As a counselor and teacher of adults, I'm applying behavior modification techniques with myself. I started with a bolster against the wall, then a pillow, next a smaller pillow, a flat pillow; and finally a piece of cardboard all to help my head feel safe going up. And now I kick up sans pillow pretty regularly, and even did so twice in class. That's the ultimate goal, to kick up without any props, everytime.
Sharon: Although most of the work I've done on handstand has been on my home mat, the most important instruction I've gotten has been from my teachers: Jonathan Fitzgordon and Marissa Nielsen-Pincus and, before them, Jackie Prete. (Marissa has such a lovely floaty handstand. Sometimes I pretend to be her. And sometimes it works!) I do like Betsey Downings new handstand practice, available for download at hanumanasana.
What do you think happens to you when you lose handstand now? And how do you work toward getting it back? Is that a different process from getting up into the pose for the first time?
Sharon: This is the cycle I'm on: I have it, start to lose it, start to get it back, etc. etc. I almost never lose it completely but that's happened as well. When my handstand starts failing I look for other ways of doing the pose and ways of taking the pressure off. It doesn't work to give handstand a break. I've tried that and that approach allows the fear and lack of confidence to build.
A note of puzzlement: We've been spending
July/August in Buenos Aires and my handstands here, this year, have
been among the lightest and most effortless of my life. I have no idea
why. These things are very mysterious after all.
You are right on the money about the risk of giving handstand a break
and thus losing steam. The thing is, life happens. My children
are home from school, I'm working and writing quite a bit as well as
traveling. Those are the facts of life!

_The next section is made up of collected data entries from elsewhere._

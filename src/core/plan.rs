use std::collections::HashSet;
use std::path::Path;

use log::debug;
use serde::{Deserialize, Serialize};

use crate::core::error::DispatchError;
use crate::core::run_spec::{ExtraFlag, InteractionType, RunSpec};

/// Seconds added to the start delay of each subsequent session
pub const DELAY_STEP_SECS: u64 = 2;

/// Launch order of the standard plan. Session `i` runs on GPU `i`.
const STANDARD_ORDER: [InteractionType; 7] = [
    InteractionType::ExpectedHessians,
    InteractionType::Hessians,
    InteractionType::HessiansTimesInputs,
    InteractionType::ShapleySampling,
    InteractionType::ContextualDecomposition,
    InteractionType::IntegratedHessians,
    InteractionType::NeuralInteractionDetection,
];

/// Ordered set of runs sharing one dataset
#[derive(Debug, Clone, Serialize, Deserialize, PartialEq)]
pub struct RunPlan {
    /// Dataset passed to every run
    pub dataset: String,
    /// Runs, in launch order
    pub specs: Vec<RunSpec>,
}

impl RunPlan {
    /// The seven-run benchmark sweep: one session per interaction type,
    /// one GPU each, starts staggered by two seconds. Only the integrated
    /// hessians run trains its interaction model.
    pub fn standard(dataset: &str) -> Self {
        let specs = STANDARD_ORDER
            .iter()
            .enumerate()
            .map(|(index, &interaction_type)| {
                let spec = RunSpec::new(
                    index,
                    interaction_type,
                    index as u32,
                    index as u64 * DELAY_STEP_SECS,
                );
                if interaction_type == InteractionType::IntegratedHessians {
                    spec.with_flag(ExtraFlag::TrainInteractionModel)
                } else {
                    spec
                }
            })
            .collect();

        Self {
            dataset: dataset.to_string(),
            specs,
        }
    }

    /// Load a plan from a JSON file. The result is not validated.
    pub fn from_json_file(path: &Path) -> Result<Self, DispatchError> {
        let content = std::fs::read_to_string(path).map_err(|e| {
            std::io::Error::new(
                e.kind(),
                format!("Failed to read plan file '{}': {}", path.display(), e),
            )
        })?;
        let plan: RunPlan = serde_json::from_str(&content).map_err(|e| {
            DispatchError::SerializationError(format!(
                "Failed to parse plan file '{}': {}", path.display(), e
            ))
        })?;
        debug!("Loaded plan with {} runs from {}", plan.specs.len(), path.display());
        Ok(plan)
    }

    pub fn to_json_pretty(&self) -> Result<String, DispatchError> {
        Ok(serde_json::to_string_pretty(self)?)
    }

    /// Check the invariants every plan must hold before anything is launched
    pub fn validate(&self) -> Result<(), DispatchError> {
        if self.dataset.trim().is_empty() {
            return Err(DispatchError::ValidationError("Dataset name is empty".to_string()));
        }
        if self.specs.is_empty() {
            return Err(DispatchError::ValidationError("Plan contains no runs".to_string()));
        }

        let mut sessions = HashSet::new();
        let mut devices = HashSet::new();
        let mut previous_delay = 0;

        for spec in &self.specs {
            if spec.session_name.is_empty() {
                return Err(DispatchError::ValidationError(
                    "Session name is empty".to_string()
                ));
            }
            // tmux rewrites these in session names and reads them as target separators
            if spec
                .session_name
                .chars()
                .any(|c| c == '.' || c == ':' || c.is_whitespace())
            {
                return Err(DispatchError::ValidationError(format!(
                    "Session name '{}' must not contain '.', ':' or whitespace",
                    spec.session_name
                )));
            }
            if !sessions.insert(spec.session_name.as_str()) {
                return Err(DispatchError::ValidationError(format!(
                    "Duplicate session name: {}", spec.session_name
                )));
            }
            if !spec.suffix_matches() {
                return Err(DispatchError::ValidationError(format!(
                    "Session '{}' does not end with '_{}' for interaction type {}",
                    spec.session_name,
                    spec.interaction_type.session_suffix(),
                    spec.interaction_type
                )));
            }
            if !devices.insert(spec.device_id) {
                return Err(DispatchError::ValidationError(format!(
                    "Device {} assigned to more than one session (second: {})",
                    spec.device_id, spec.session_name
                )));
            }
            if spec.start_delay_secs < previous_delay {
                return Err(DispatchError::ValidationError(format!(
                    "Start delay of '{}' ({}s) is earlier than the previous session ({}s)",
                    spec.session_name, spec.start_delay_secs, previous_delay
                )));
            }
            previous_delay = spec.start_delay_secs;
        }

        Ok(())
    }
}
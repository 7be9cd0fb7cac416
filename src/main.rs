use std::path::{Path, PathBuf};
use std::sync::Arc;

use clap::{Args, Parser, Subcommand};
use log::{error, info};

mod config;
mod core;

use crate::config::DispatcherConfig;
use crate::core::{DispatchError, Dispatcher, RunPlan, TmuxLauncher};

#[derive(Parser)]
#[command(version, about = "Launch staggered benchmark runs in detached tmux sessions")]
struct Cli {
    #[command(subcommand)]
    command: Command,
}

#[derive(Subcommand)]
enum Command {
    /// Open one session per run and start the benchmark in it
    Launch {
        #[command(flatten)]
        common: CommonArgs,

        /// Benchmark script path
        #[arg(long)]
        script: Option<String>,

        /// Python interpreter
        #[arg(long)]
        python: Option<String>,

        /// Terminal multiplexer binary
        #[arg(long)]
        multiplexer: Option<String>,

        /// Let sessions close when the benchmark exits
        #[arg(long)]
        no_hold: bool,

        /// Print the commands without opening any session
        #[arg(long)]
        dry_run: bool,

        /// Print the dispatch report as JSON
        #[arg(long)]
        json: bool,
    },
    /// Print the run plan as JSON
    Plan {
        #[command(flatten)]
        common: CommonArgs,
    },
    /// Show which planned sessions are still open
    Status {
        #[command(flatten)]
        common: CommonArgs,

        /// Terminal multiplexer binary
        #[arg(long)]
        multiplexer: Option<String>,
    },
}

#[derive(Args)]
struct CommonArgs {
    /// Dataset passed to every run
    #[arg(short, long)]
    dataset: Option<String>,

    /// JSON plan file replacing the built-in seven-run plan
    #[arg(long)]
    plan: Option<PathBuf>,

    /// JSON dispatcher config file
    #[arg(short, long)]
    config: Option<PathBuf>,
}

impl CommonArgs {
    fn load_config(&self) -> Result<DispatcherConfig, DispatchError> {
        let mut config = match &self.config {
            Some(path) => DispatcherConfig::from_json_file(path)?,
            None => DispatcherConfig::default(),
        };
        if let Some(dataset) = &self.dataset {
            config.dataset = dataset.clone();
        }
        if let Some(plan) = &self.plan {
            config.plan_file = Some(plan.display().to_string());
        }
        Ok(config)
    }
}

fn load_plan(config: &DispatcherConfig, dataset_override: bool) -> Result<RunPlan, DispatchError> {
    match &config.plan_file {
        Some(path) => {
            let mut plan = RunPlan::from_json_file(Path::new(path))?;
            if dataset_override {
                plan.dataset = config.dataset.clone();
            }
            Ok(plan)
        }
        None => Ok(RunPlan::standard(&config.dataset)),
    }
}

#[tokio::main]
async fn main() {
    // Initialize logging
    env_logger::init_from_env(env_logger::Env::default().default_filter_or("info"));

    let cli = Cli::parse();
    match run(cli).await {
        Ok(true) => {}
        Ok(false) => std::process::exit(1),
        Err(e) => {
            error!("{}", e);
            std::process::exit(1);
        }
    }
}

/// Returns whether every requested session was started
async fn run(cli: Cli) -> Result<bool, DispatchError> {
    match cli.command {
        Command::Launch {
            common,
            script,
            python,
            multiplexer,
            no_hold,
            dry_run,
            json,
        } => {
            let mut config = common.load_config()?;
            if let Some(script) = script {
                config.script = script;
            }
            if let Some(python) = python {
                config.python = python;
            }
            if let Some(multiplexer) = multiplexer {
                config.multiplexer = multiplexer;
            }
            if no_hold {
                config.hold_open = false;
            }
            let plan = load_plan(&config, common.dataset.is_some())?;

            let launcher = Arc::new(TmuxLauncher::new(&config.multiplexer));
            let dispatcher = Dispatcher::new(launcher, config);

            if dry_run {
                info!("Dry run: no sessions will be opened");
                for request in dispatcher.preview(&plan)? {
                    println!("{}\t{}", request.session_name, request.shell_line);
                }
                return Ok(true);
            }

            let report = dispatcher.dispatch(&plan).await?;
            if json {
                println!("{}", serde_json::to_string_pretty(&report)?);
            } else {
                for outcome in &report.outcomes {
                    match &outcome.error {
                        None => println!(
                            "{:<8} GPU {}  +{}s  started",
                            outcome.session, outcome.device_id, outcome.start_delay_secs
                        ),
                        Some(e) => println!(
                            "{:<8} GPU {}  +{}s  FAILED: {}",
                            outcome.session, outcome.device_id, outcome.start_delay_secs, e
                        ),
                    }
                }
                println!();
                println!("Attach with: {} attach -t <session>", dispatcher.config().multiplexer);
            }
            Ok(report.all_launched())
        }
        Command::Plan { common } => {
            let config = common.load_config()?;
            let plan = load_plan(&config, common.dataset.is_some())?;
            plan.validate()?;
            println!("{}", plan.to_json_pretty()?);
            Ok(true)
        }
        Command::Status { common, multiplexer } => {
            let mut config = common.load_config()?;
            if let Some(multiplexer) = multiplexer {
                config.multiplexer = multiplexer;
            }
            let plan = load_plan(&config, common.dataset.is_some())?;

            let launcher = Arc::new(TmuxLauncher::new(&config.multiplexer));
            let dispatcher = Dispatcher::new(launcher, config);
            for status in dispatcher.status(&plan).await? {
                let state = if status.running { "running" } else { "closed" };
                println!("{:<8} {}", status.session, state);
            }
            Ok(true)
        }
    }
}

#[cfg(test)]
mod tests {
    use super::*;
    use clap::CommandFactory;

    #[test]
    fn test_cli_definition() {
        Cli::command().debug_assert();
    }

    #[test]
    fn test_parse_launch_flags() {
        let cli = Cli::try_parse_from([
            "bench_dispatch", "launch", "--dataset", "bike", "--python", "python3", "--dry-run",
        ])
        .unwrap();
        match cli.command {
            Command::Launch { common, python, dry_run, no_hold, .. } => {
                assert_eq!(common.dataset.as_deref(), Some("bike"));
                assert_eq!(python.as_deref(), Some("python3"));
                assert!(dry_run);
                assert!(!no_hold);
            }
            _ => panic!("expected launch"),
        }
    }

    // Without a plan file the dataset flag selects the standard plan's dataset
    #[test]
    fn test_load_plan_defaults_to_standard() {
        let config = DispatcherConfig {
            dataset: "bike".to_string(),
            ..Default::default()
        };
        let plan = load_plan(&config, true).unwrap();
        assert_eq!(plan, RunPlan::standard("bike"));
    }

    #[test]
    fn test_dataset_flag_overrides_plan_file() {
        use std::io::Write;

        let mut file = tempfile::NamedTempFile::new().unwrap();
        let plan = RunPlan::standard("from_file");
        file.write_all(plan.to_json_pretty().unwrap().as_bytes()).unwrap();

        let mut config = DispatcherConfig {
            dataset: "from_flag".to_string(),
            plan_file: Some(file.path().display().to_string()),
            ..Default::default()
        };
        assert_eq!(load_plan(&config, false).unwrap().dataset, "from_file");
        assert_eq!(load_plan(&config, true).unwrap().dataset, "from_flag");

        config.plan_file = None;
        assert_eq!(load_plan(&config, false).unwrap().dataset, "from_flag");
    }
}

But it is also a
fact that when I start up again it's not back to square one anymore.
That is quite encouraging.
In fact the other night, I achieved my second in-class handstand (I call it “public handstand”) without a physical assist, although Chris was verbally supportive, which means a lot.How do you know each other-how have you helped each other?

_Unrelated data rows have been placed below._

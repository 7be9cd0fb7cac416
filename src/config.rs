//! Dispatcher configuration
//!
//! Values come from built-in defaults, optionally overlaid by a JSON file,
//! then by command-line flags.

use std::path::Path;

use log::debug;
use serde::{Deserialize, Serialize};

use crate::core::error::DispatchError;

pub const DEFAULT_DATASET: &str = "simulated";
pub const DEFAULT_SCRIPT: &str = "get_performance.py";
pub const DEFAULT_PYTHON: &str = "python";
pub const DEFAULT_MULTIPLEXER: &str = "tmux";

/// Configuration for the run dispatcher
#[derive(Debug, Clone, Serialize, Deserialize, PartialEq)]
#[serde(default)]
pub struct DispatcherConfig {
    /// Dataset passed to every run of the standard plan
    pub dataset: String,
    /// Benchmark script path
    pub script: String,
    /// Interpreter used to run the script
    pub python: String,
    /// Terminal multiplexer binary
    pub multiplexer: String,
    /// Keep each session open on a read prompt after the run exits
    pub hold_open: bool,
    /// Optional plan file replacing the standard plan
    pub plan_file: Option<String>,
}

impl Default for DispatcherConfig {
    fn default() -> Self {
        Self {
            dataset: DEFAULT_DATASET.to_string(),
            script: DEFAULT_SCRIPT.to_string(),
            python: DEFAULT_PYTHON.to_string(),
            multiplexer: DEFAULT_MULTIPLEXER.to_string(),
            hold_open: true,
            plan_file: None,
        }
    }
}

impl DispatcherConfig {
    /// Read a JSON config file. Missing fields take their defaults.
    pub fn from_json_file(path: &Path) -> Result<Self, DispatchError> {
        let content = std::fs::read_to_string(path).map_err(|e| {
            DispatchError::ConfigError(format!(
                "Failed to read config file '{}': {}", path.display(), e
            ))
        })?;
        let config: DispatcherConfig = serde_json::from_str(&content).map_err(|e| {
            DispatchError::ConfigError(format!(
                "Failed to parse config file '{}': {}", path.display(), e
            ))
        })?;
        debug!("Loaded dispatcher config from {}", path.display());
        Ok(config)
    }

    pub fn validate(&self) -> Result<(), DispatchError> {
        for (field, value) in [
            ("script", &self.script),
            ("python", &self.python),
            ("multiplexer", &self.multiplexer),
        ] {
            if value.trim().is_empty() {
                return Err(DispatchError::ConfigError(format!("'{}' must not be empty", field)));
            }
        }
        Ok(())
    }
}

#[cfg(test)]
mod tests {
    use super::*;
    use std::io::Write;

    #[test]
    fn test_defaults() {
        let config = DispatcherConfig::default();
        assert_eq!(config.script, "get_performance.py");
        assert_eq!(config.multiplexer, "tmux");
        assert!(config.hold_open);
        assert!(config.validate().is_ok());
    }

    // Fields absent from the file keep their defaults
    #[test]
    fn test_partial_file() {
        let mut file = tempfile::NamedTempFile::new().unwrap();
        file.write_all(br#"{"dataset": "bike", "hold_open": false}"#).unwrap();

        let config = DispatcherConfig::from_json_file(file.path()).unwrap();
        assert_eq!(config.dataset, "bike");
        assert!(!config.hold_open);
        assert_eq!(config.python, "python");
        assert_eq!(config.plan_file, None);
    }

    #[test]
    fn test_missing_file() {
        let err = DispatcherConfig::from_json_file(Path::new("/nonexistent/dispatch.json")).unwrap_err();
        assert!(matches!(err, DispatchError::ConfigError(_)));
    }

    #[test]
    fn test_validate_rejects_blank_python() {
        let config = DispatcherConfig {
            python: " ".to_string(),
            ..Default::default()
        };
        assert!(config.validate().unwrap_err().to_string().contains("python"));
    }
}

Sharon: We've known each other online through some yoga forums for quite a while and we've been lucky enough to have a couple of face-to-face get-togethers. I think we've built up some trust over that time and that's allowed our conversation to turn on explorations of our fear, frustration and various blocks. I know some people don't like to investigate this area, feeling perhaps that it may just enable the fear, frustrations, blocks to take root even more. I think we've learned to have the conversation without magical thinking and/or self-indulgence. There's some power in that.
Bonnie: I agree, trust has been positively key in sharing our handstand journeys. It really helps me to know you're out there, working the handstand path I'm working.
Sharon: And a sad note for me: by the time I return from Buenos Aires, in September, my home yoga studio will have closed its doors - I'll never do another handstand there. My handstand will have to move on -- again.